I was interested in the “main positive aspect of the report”:
The thing that stands out most is the painstaking analysis that has been conducted to understand the very significant changes in the weather that occur on yearly and decadal timescales. They analysed wind and solar records over 37 years to estimate the level of variation we might expect from wind power.
I have commented numerous times in New York proceedings that a similar analysis is necessary. The analysis of 37 years is longer than anything done to date for New York. He also points out an aspect of DEFR that relies on hydrogen storage that I had not considered previously. It is not just the annual worst-case episode but there can be multi-year issues:
They found that we can sometimes have several consecutive years where the wind speed is lower than average. This means that if we are to have a grid powered solely by wind, solar and storage, then we need to build up massive stores of energy in the windy years to be used in the calmer years. They conclude that to consistently deliver their 570TWh of electricity each year, we would need 123TWh of hydrogen storage.

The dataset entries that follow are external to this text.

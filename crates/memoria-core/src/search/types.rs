use chrono::{DateTime, Utc};
use serde::{Deserialize, Serialize};
use std::collections::BTreeMap;
use std::fmt;

/// Unique memory item identifier.
///
/// Wraps a v4 UUID. Use `MemoryId::new()` to mint a fresh id, or
/// [`MemoryId::from_uuid`] when the id comes from an external store.
#[derive(Debug, Clone, Copy, PartialEq, Eq, Hash, PartialOrd, Ord, Serialize, Deserialize)]
#[serde(transparent)]
pub struct MemoryId(uuid::Uuid);

impl MemoryId {
    /// Generates a new random id.
    ///
    /// Default is intentionally not implemented: two `default()` calls would
    /// return different values.
    #[allow(clippy::new_without_default)]
    pub fn new() -> Self {
        Self(uuid::Uuid::new_v4())
    }

    /// Wraps an existing UUID.
    pub fn from_uuid(id: uuid::Uuid) -> Self {
        Self(id)
    }

    /// Returns the underlying UUID.
    pub fn as_uuid(&self) -> &uuid::Uuid {
        &self.0
    }

    /// Big-endian byte form, used as a storage key.
    pub fn to_bytes(&self) -> [u8; 16] {
        *self.0.as_bytes()
    }

    /// Rebuilds an id from its storage key.
    pub fn from_bytes(bytes: [u8; 16]) -> Self {
        Self(uuid::Uuid::from_bytes(bytes))
    }
}

impl fmt::Display for MemoryId {
    fn fmt(&self, f: &mut fmt::Formatter<'_>) -> fmt::Result {
        fmt::Display::fmt(&self.0, f)
    }
}

impl std::str::FromStr for MemoryId {
    type Err = uuid::Error;

    fn from_str(s: &str) -> Result<Self, Self::Err> {
        uuid::Uuid::parse_str(s).map(Self)
    }
}

/// Where a memory item's text was captured from.
#[derive(Debug, Clone, Copy, PartialEq, Eq, Hash, Serialize, Deserialize)]
#[serde(rename_all = "snake_case")]
pub enum MemorySource {
    ScreenCapture,
    Ocr,
    Accessibility,
    FileContent,
    UserNote,
    AiSummary,
    Journal,
    Todo,
}

/// Metadata value attached to a memory item.
///
/// A closed set of variants rather than an open "any" so that equality and
/// serialization stay well defined. Serialized untagged, so a metadata map
/// reads as plain JSON.
#[derive(Debug, Clone, PartialEq, Serialize, Deserialize)]
#[serde(untagged)]
pub enum MetadataValue {
    Null,
    Bool(bool),
    Number(f64),
    String(String),
    List(Vec<MetadataValue>),
    Map(BTreeMap<String, MetadataValue>),
}

impl From<&str> for MetadataValue {
    fn from(s: &str) -> Self {
        MetadataValue::String(s.to_string())
    }
}

impl From<String> for MetadataValue {
    fn from(s: String) -> Self {
        MetadataValue::String(s)
    }
}

impl From<bool> for MetadataValue {
    fn from(b: bool) -> Self {
        MetadataValue::Bool(b)
    }
}

impl From<f64> for MetadataValue {
    fn from(n: f64) -> Self {
        MetadataValue::Number(n)
    }
}

impl From<i64> for MetadataValue {
    fn from(n: i64) -> Self {
        MetadataValue::Number(n as f64)
    }
}

/// Ordered metadata map.
pub type Metadata = BTreeMap<String, MetadataValue>;

/// A unit of indexed text.
///
/// Created by the caller. `embedding` may be left empty, in which case
/// [`HybridIndex::index`](super::HybridIndex::index) fills it in from the
/// embedding provider before the item is stored.
#[derive(Debug, Clone, PartialEq, Serialize, Deserialize)]
pub struct MemoryItem {
    /// Unique identifier (re-indexing the same id replaces the item)
    pub id: MemoryId,
    /// Searchable text
    pub content: String,
    /// Capture time
    pub timestamp: DateTime<Utc>,
    /// Capture source
    pub source: MemorySource,
    /// Embedding vector, if already computed
    #[serde(default, skip_serializing_if = "Option::is_none")]
    pub embedding: Option<Vec<f32>>,
    /// Free-form metadata
    #[serde(default)]
    pub metadata: Metadata,
}

impl MemoryItem {
    /// Creates an item with a fresh id, the current time and no embedding.
    pub fn new(content: impl Into<String>, source: MemorySource) -> Self {
        Self {
            id: MemoryId::new(),
            content: content.into(),
            timestamp: Utc::now(),
            source,
            embedding: None,
            metadata: Metadata::new(),
        }
    }

    /// Attaches a precomputed embedding.
    pub fn with_embedding(mut self, embedding: Vec<f32>) -> Self {
        self.embedding = Some(embedding);
        self
    }

    /// Adds a metadata entry.
    pub fn with_metadata(mut self, key: impl Into<String>, value: impl Into<MetadataValue>) -> Self {
        self.metadata.insert(key.into(), value.into());
        self
    }
}

/// Which ranker(s) produced a result, with their raw scores.
#[derive(Debug, Clone, Copy, PartialEq)]
pub enum MatchKind {
    /// BM25 hit only
    Keyword(f32),
    /// Embedding-similarity hit only
    Semantic(f32),
    /// Hit in both rankers
    Hybrid {
        /// BM25 score
        keyword: f32,
        /// Cosine similarity
        semantic: f32,
    },
}

impl MatchKind {
    /// BM25 score, if the item was a keyword hit.
    pub fn keyword_score(&self) -> Option<f32> {
        match self {
            MatchKind::Keyword(s) | MatchKind::Hybrid { keyword: s, .. } => Some(*s),
            MatchKind::Semantic(_) => None,
        }
    }

    /// Cosine similarity, if the item was a semantic hit.
    pub fn semantic_score(&self) -> Option<f32> {
        match self {
            MatchKind::Semantic(s) | MatchKind::Hybrid { semantic: s, .. } => Some(*s),
            MatchKind::Keyword(_) => None,
        }
    }
}

/// One ranked, hydrated hit.
#[derive(Debug, Clone, PartialEq)]
pub struct SearchResult {
    /// Item identifier
    pub id: MemoryId,
    /// Stored item
    pub item: MemoryItem,
    /// Ranking score (BM25, cosine, or weighted fusion of both)
    pub score: f32,
    /// Score provenance
    pub kind: MatchKind,
    /// Content excerpt with query terms wrapped in `**`
    pub snippet: Option<String>,
}

/// Point-in-time view of index size and recent latency.
#[derive(Debug, Clone, Default, PartialEq, Serialize)]
pub struct StatisticsSnapshot {
    /// Items in the corpus
    pub total_items: usize,
    /// Items in the corpus that carry an embedding
    pub items_with_embeddings: usize,
    /// Documents in the lexical index
    pub lexical_documents: usize,
    /// Distinct terms in the lexical index
    pub vocabulary_size: usize,
    /// Rolling mean embedding latency (ms)
    pub avg_embedding_ms: Option<f64>,
    /// Rolling mean search latency (ms)
    pub avg_search_ms: Option<f64>,
    /// Approximate corpus footprint
    pub storage_size_bytes: u64,
}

Some of that hydrogen may have to be stored for a decade or more before it is used.
He also points out that the requirement for decadal storage is another flaw for any DEFR backup resource that I think is applicable to all DEFR technology viability:
This has important implications for the economics of storage and effectively rules out batteries as the storage medium. Who would want to spend millions on building a battery or hydrogen storage cavern, even more to fill it and maintain it, yet not see any revenue from it for years after it was completed?
DEFR Backup Reliability Risk
Turver’s article raises what I think is the ultimate reliability risk for any weather-dependent electric system. Today’s electric system resource planners for a conventional system base the amount of capacity that they determine will be needed based on decades of observations of the fallibility of power plants. The result is that they have a good understanding about the probability there will be a shortage of available capacity to meet load when the installed reserve system capacity margin is a fixed percentage of the expected load. In New York State the installed reserve margin to meet the accepted probability of a loss of load expectation of an outage no more than once in ten years reliability metric is around 20%.

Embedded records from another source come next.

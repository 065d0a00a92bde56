//! Hybrid retrieval combining keyword and semantic search.
//!
//! This module implements a local retrieval engine that combines:
//! - **Keyword search** (exact term matching via BM25)
//! - **Semantic search** (cosine similarity over item embeddings)
//! - **Weighted fusion** to merge both into one ranking
//!
//! # Architecture
//!
//! - `types`: Core types (MemoryId, MemoryItem, SearchResult, MatchKind, StatisticsSnapshot)
//! - `engine`: HybridIndex orchestrating corpus, embeddings and the keyword index
//! - `tokenizer`: Term extraction shared by indexing and querying
//! - `keyword`: BM25 index with incremental add/remove
//! - `similarity`: Cosine similarity and Euclidean distance
//! - `fusion`: Weighted merge of keyword and semantic results
//! - `highlight`: Snippets with matched terms marked
//!
//! # Usage
//!
//! ```ignore
//! use memoria_core::embedding::LookupEmbedder;
//! use memoria_core::search::{HybridIndex, MemoryItem, MemorySource};
//! use memoria_core::storage::InMemoryCorpus;
//!
//! let index = HybridIndex::new(InMemoryCorpus::new(), LookupEmbedder::new(384));
//!
//! index.index(MemoryItem::new("Standup notes: ship the release", MemorySource::UserNote)).await?;
//!
//! let keyword = index.search("release", 10).await?;
//! let semantic = index.semantic_search("shipping plans", 10).await?;
//! let hybrid = index.hybrid_search("release plans", 10).await?;
//! ```
//!
//! # Algorithm Details
//!
//! **Keyword Search (BM25)**:
//! - `idf = ln((N - df + 0.5) / (df + 0.5))`, not clamped
//! - Parameters: k1=1.2, b=0.75
//! - Average document length is derived from live documents on every search
//!
//! **Semantic Search**:
//! - Brute-force cosine scan over every stored embedding
//! - Results at or below the 0.3 similarity floor are dropped
//!
//! **Hybrid Fusion**:
//! - Each side fetches `2 * limit` candidates, concurrently
//! - Items found by both: `0.6 * bm25 + 0.4 * cosine`
//! - Items found by one side keep that side's score
//!
//! # Performance Characteristics
//!
//! - **Indexing**: O(terms) per item plus one embedding call
//! - **Keyword search**: O(documents × query terms)
//! - **Semantic search**: O(items × dimension)

pub mod types;

mod engine;
pub mod fusion;
pub mod highlight;
pub mod keyword;
pub mod similarity;
pub mod tokenizer;

// Re-export main types (public API)
pub use types::{
    MatchKind, MemoryId, MemoryItem, MemorySource, Metadata, MetadataValue, SearchResult,
    StatisticsSnapshot,
};

pub use engine::HybridIndex;
pub use keyword::LexicalIndex;
pub use similarity::{cosine_similarity, euclidean_distance};
pub use tokenizer::tokenize;
//! Error types for memoria-core.
//!
//! This module defines the errors surfaced by the embedding boundary and by
//! the [`HybridIndex`](crate::search::HybridIndex) orchestrator. Storage errors
//! live next to the [`Corpus`](crate::storage::Corpus) trait in [`crate::storage`].

use crate::storage::StoreError;
use thiserror::Error;

/// Errors that can occur while producing an embedding.
#[derive(Debug, Clone, Error, PartialEq)]
pub enum EmbeddingError {
    /// The underlying model has not finished loading
    #[error("Embedding model not ready")]
    ModelNotReady,
    /// The provider did not answer within the configured timeout
    #[error("Embedding timed out after {0:?}")]
    Timeout(std::time::Duration),
    /// Forward pass or provider call failed
    #[error("Inference failed: {0}")]
    InferenceFailed(String),
}

impl EmbeddingError {
    /// Whether the caller may retry the same request later.
    pub fn is_retryable(&self) -> bool {
        matches!(self, EmbeddingError::ModelNotReady | EmbeddingError::Timeout(_))
    }
}

/// Errors returned by [`HybridIndex`](crate::search::HybridIndex) operations.
#[derive(Debug, Error)]
pub enum IndexError {
    /// Configuration failed validation
    #[error("Invalid configuration: {0}")]
    InvalidConfig(String),
    /// Item content was empty or whitespace-only
    #[error("Item content is empty")]
    EmptyContent,
    /// Explicit embedding length differs from the provider's dimension
    #[error("Dimension mismatch: expected {expected}, got {actual}")]
    DimensionMismatch {
        /// Provider embedding dimension
        expected: usize,
        /// Length of the embedding that was supplied
        actual: usize,
    },
    /// Embedding generation failed
    #[error("Embedding failed: {0}")]
    EmbeddingFailed(#[from] EmbeddingError),
    /// Corpus read or write failed
    #[error("Storage failed: {0}")]
    StorageFailed(#[from] StoreError),
    /// Both hybrid sub-searches failed
    #[error("Hybrid search failed (keyword: {keyword}; semantic: {semantic})")]
    SearchFailed {
        /// Keyword sub-search failure
        keyword: Box<IndexError>,
        /// Semantic sub-search failure
        semantic: Box<IndexError>,
    },
}

impl IndexError {
    /// Whether the failure came from a model that is still loading or timed out.
    pub fn is_retryable(&self) -> bool {
        match self {
            IndexError::EmbeddingFailed(e) => e.is_retryable(),
            IndexError::SearchFailed { keyword, semantic } => {
                keyword.is_retryable() || semantic.is_retryable()
            }
            _ => false,
        }
    }
}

A fundamental observation of that approach is that there is no expectation that the failure of conventional power plants will be correlated. We do not expect that many will fail at the same time for similar reasons. That in turn means that even if we decided to set the reliability metric using a longer period there would not be much of an increase in the installed reserve margin needed.
That all changes when the electric system transitions to one dependent upon correlated wind and solar weather-dependent resources. We know that solar energy is zero and night and much lower in the winter. Similarly, we know that wind energy is much lower in a high-pressure system, and that those systems are huge and cover all Great Britain and much of western Europe or eastern North America at the same time. Exacerbating the problem is the fact that those conditions are associated with the hottest and coldest episodes with the greatest expected electric loads.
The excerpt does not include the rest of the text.